The House sponsor of the Sanders bill noted “American families are fed up with trying to afford their medications as they watch drug companies rake in record profits,” yet UnitedHealth Group, one of the nation’s largest health insurers, reported a profit of $10.3 billion on $130.5 billion in revenues in 2014, growing seven percent from 2013. Unlike pharmaceutical manufacturers, those profits are not invested into developing life-saving treatments.

Democratic presidential candidate Hillary Clinton is also on the price-control bandwagon, but at least her plan, released last Tuesday, recognizes the need for greater fairness in the insurance industry. She proposed an important first step toward improving the accessibility and quality of health care by requiring health insurers to place a monthly limit of $250 on individuals’ covered, out-of-pocket prescription drug costs.

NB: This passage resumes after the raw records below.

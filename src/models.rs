use crate::api::RequestError;
use serde::{Deserialize, Serialize};
use std::fmt;

pub const EMPTY_SITUATION: &str = "Please describe a situation";

#[derive(Debug, Clone, Copy, PartialEq, Eq, Default, Serialize, Deserialize)]
pub enum Style {
    #[default]
    #[serde(rename = "cartoon/animation")]
    Cartoon,
    #[serde(rename = "realistic")]
    Realistic,
    #[serde(rename = "meme-style")]
    MemeStyle,
}

impl Style {
    pub const ALL: [Style; 3] = [Style::Cartoon, Style::Realistic, Style::MemeStyle];

    pub fn label(self) -> &'static str {
        match self {
            Style::Cartoon => "Cartoon/Animation",
            Style::Realistic => "Realistic",
            Style::MemeStyle => "Meme Style",
        }
    }
}

#[derive(Debug, Clone, Copy, PartialEq, Eq, Default, Serialize, Deserialize)]
#[serde(rename_all = "lowercase")]
pub enum Mood {
    #[default]
    Funny,
    Sarcastic,
    Dramatic,
}

impl Mood {
    pub const ALL: [Mood; 3] = [Mood::Funny, Mood::Sarcastic, Mood::Dramatic];

    pub fn label(self) -> &'static str {
        match self {
            Mood::Funny => "Funny",
            Mood::Sarcastic => "Sarcastic",
            Mood::Dramatic => "Dramatic",
        }
    }
}

/// Body of `POST /api/generate`.
///
/// Only constructible through [`GenerationRequest::new`], so a value always
/// carries a non-blank situation.
#[derive(Debug, Clone, PartialEq, Eq, Serialize)]
pub struct GenerationRequest {
    situation: String,
    style: Style,
    mood: Mood,
}

impl GenerationRequest {
    pub fn new(situation: &str, style: Style, mood: Mood) -> Result<Self, RequestError> {
        let situation = situation.trim();
        if situation.is_empty() {
            return Err(RequestError::Validation(EMPTY_SITUATION));
        }
        Ok(Self {
            situation: situation.to_string(),
            style,
            mood,
        })
    }

    pub fn situation(&self) -> &str {
        &self.situation
    }

    pub fn style(&self) -> Style {
        self.style
    }

    pub fn mood(&self) -> Mood {
        self.mood
    }
}

#[derive(Debug, Clone, PartialEq, Eq, Serialize, Deserialize)]
pub struct GenerationResult {
    pub image_path: String,
    #[serde(default)]
    pub text: String,
    #[serde(default, skip_serializing_if = "Option::is_none")]
    pub situation: Option<String>,
}

#[derive(Debug, Clone, PartialEq, Eq, Serialize, Deserialize)]
pub struct GalleryItem {
    pub filename: String,
    pub url: String,
    #[serde(default, skip_serializing_if = "Option::is_none")]
    pub size: Option<u64>,
}

#[derive(Debug, Clone, PartialEq, Eq, Deserialize)]
#[serde(untagged)]
pub enum BatchEntry {
    Generated(GenerationResult),
    Failed { error: String, situation: String },
}

#[derive(Debug, Clone, PartialEq, Eq, Default, Deserialize)]
pub struct BatchOutcome {
    #[serde(default)]
    pub total: usize,
    #[serde(default)]
    pub generated: usize,
    #[serde(default)]
    pub results: Vec<BatchEntry>,
}

#[derive(Debug, Clone, Copy, PartialEq, Eq)]
pub enum ConnectivityStatus {
    Checking,
    Connected,
    Disconnected,
}

impl fmt::Display for ConnectivityStatus {
    fn fmt(&self, f: &mut fmt::Formatter<'_>) -> fmt::Result {
        let label = match self {
            ConnectivityStatus::Checking => "Checking...",
            ConnectivityStatus::Connected => "Connected",
            ConnectivityStatus::Disconnected => "Backend offline",
        };
        f.write_str(label)
    }
}

/// Rewrites Windows separators to `/`.
pub fn normalize_path(path: &str) -> String {
    path.replace('\\', "/")
}

/// Joins `origin` and a server-relative path with exactly one `/`.
pub fn asset_url(origin: &str, path: &str) -> String {
    let path = normalize_path(path);
    format!(
        "{}/{}",
        origin.trim_end_matches('/'),
        path.trim_start_matches('/')
    )
}

pub fn format_size(bytes: u64) -> String {
    const KB: f64 = 1024.0;
    let value = bytes as f64;
    if value < KB {
        format!("{} B", bytes)
    } else if value < KB * KB {
        format!("{:.1} KB", value / KB)
    } else {
        format!("{:.1} MB", value / (KB * KB))
    }
}

#[cfg(test)]
mod tests {
    use super::*;
    use serde_json::json;

    #[test]
    fn request_rejects_blank_situation() {
        let err = GenerationRequest::new("   \n\t", Style::Cartoon, Mood::Funny).unwrap_err();
        assert!(matches!(err, RequestError::Validation(EMPTY_SITUATION)));
    }

    #[test]
    fn request_serializes_wire_values() {
        let request = GenerationRequest::new(
            "  When you fix a bug but create three new ones ",
            Style::Cartoon,
            Mood::Funny,
        )
        .unwrap();
        assert_eq!(
            serde_json::to_value(&request).unwrap(),
            json!({
                "situation": "When you fix a bug but create three new ones",
                "style": "cartoon/animation",
                "mood": "funny",
            })
        );

        let request = GenerationRequest::new("x", Style::MemeStyle, Mood::Sarcastic).unwrap();
        let value = serde_json::to_value(&request).unwrap();
        assert_eq!(value["style"], "meme-style");
        assert_eq!(value["mood"], "sarcastic");
    }

    #[test]
    fn asset_url_normalizes_backslashes() {
        assert_eq!(
            asset_url("http://localhost:5000", "output\\meme1.png"),
            "http://localhost:5000/output/meme1.png"
        );
    }

    #[test]
    fn asset_url_uses_single_separator() {
        assert_eq!(
            asset_url("http://localhost:5000/", "/static/generated/a.png"),
            "http://localhost:5000/static/generated/a.png"
        );
    }

    #[test]
    fn result_tolerates_missing_text() {
        let result: GenerationResult =
            serde_json::from_value(json!({"image_path": "static\\generated\\x.png"})).unwrap();
        assert_eq!(result.text, "");
        assert_eq!(normalize_path(&result.image_path), "static/generated/x.png");
    }

    #[test]
    fn batch_outcome_mixes_results_and_failures() {
        let outcome: BatchOutcome = serde_json::from_value(json!({
            "total": 2,
            "generated": 1,
            "results": [
                {"image_path": "a.png", "text": "ok", "situation": "one"},
                {"error": "quota exceeded", "situation": "two"},
            ]
        }))
        .unwrap();
        assert_eq!(outcome.total, 2);
        assert!(matches!(outcome.results[0], BatchEntry::Generated(_)));
        assert_eq!(
            outcome.results[1],
            BatchEntry::Failed {
                error: "quota exceeded".to_string(),
                situation: "two".to_string(),
            }
        );
    }

    #[test]
    fn sizes_are_human_readable() {
        assert_eq!(format_size(512), "512 B");
        assert_eq!(format_size(2048), "2.0 KB");
        assert_eq!(format_size(3 * 1024 * 1024), "3.0 MB");
    }
}
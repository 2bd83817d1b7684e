// String hash and golden-ratio compression

use crate::TABLE_SIZE;

/// Starting value of the hash accumulator.
pub const HASH_SEED: i64 = 37;

/// Multiplier applied to the accumulator for every code unit.
const MULT_ACC: i64 = 54059;

/// Multiplier applied to each code unit before it is mixed in.
const MULT_CHAR: i64 = 76963;

/// Modulus of the final hash value.
pub const HASH_MODULUS: i64 = 86969;

/// Bits the accumulator is shifted left after each mixing step.
const SHIFT: u32 = 5;

/// Reciprocal of the golden ratio, `(sqrt(5) - 1) / 2`.
fn phi_inverse() -> f64 {
    (5f64.sqrt() - 1.0) / 2.0
}

/// Hash a word into `[0, HASH_MODULUS)`.
///
/// For each UTF-16 code unit `c`:
/// `acc = ((acc * 54059) ^ (c * 76963)) << 5`, on a wrapping `i64`.
/// The overflow is part of the mixing and must not be checked. The signed
/// remainder of the accumulator is then normalized to a non-negative value.
pub fn hash_word(word: &str) -> i64 {
    let acc = word.encode_utf16().fold(HASH_SEED, |acc, unit| {
        (acc.wrapping_mul(MULT_ACC) ^ i64::from(unit).wrapping_mul(MULT_CHAR)) << SHIFT
    });
    acc.rem_euclid(HASH_MODULUS)
}

/// Map a hash value to a slot index in `[0, TABLE_SIZE)`.
///
/// Knuth's multiplicative method: take the fractional part of
/// `hash * phi^-1` and scale it by the table size.
pub fn compress(hash: i64) -> usize {
    let scaled = hash as f64 * phi_inverse();
    let frac = scaled - scaled.floor();
    let index = (TABLE_SIZE as f64 * frac).floor() as usize;
    // frac < 1.0, but guard against rounding up to TABLE_SIZE
    index.min(TABLE_SIZE - 1)
}

/// Slot index of a word: `compress(hash_word(word))`.
pub fn slot_of(word: &str) -> usize {
    compress(hash_word(word))
}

Shkreli’s price gouging is unacceptable, and existing state and federal consumer protection laws should be enforced to put an end to it. Otherwise, instead of imposing more restrictions on the industry that is reinvesting profits to make American lives healthier and more productive, reforms should address the insurance industry’s pocketing of profits at the expense of patients. States have made great strides in passing legislation to improve fairness in consumer co-pays and cost-sharing, prevent discriminatory fail first polices, and require transparency of insurance plans. A federal version of these bills is a solution that Americans deserve.

Stacy Worthy is the Director of Public Policy at the Alliance for the Adoption of Innovations in Medicine (Aimed Alliance).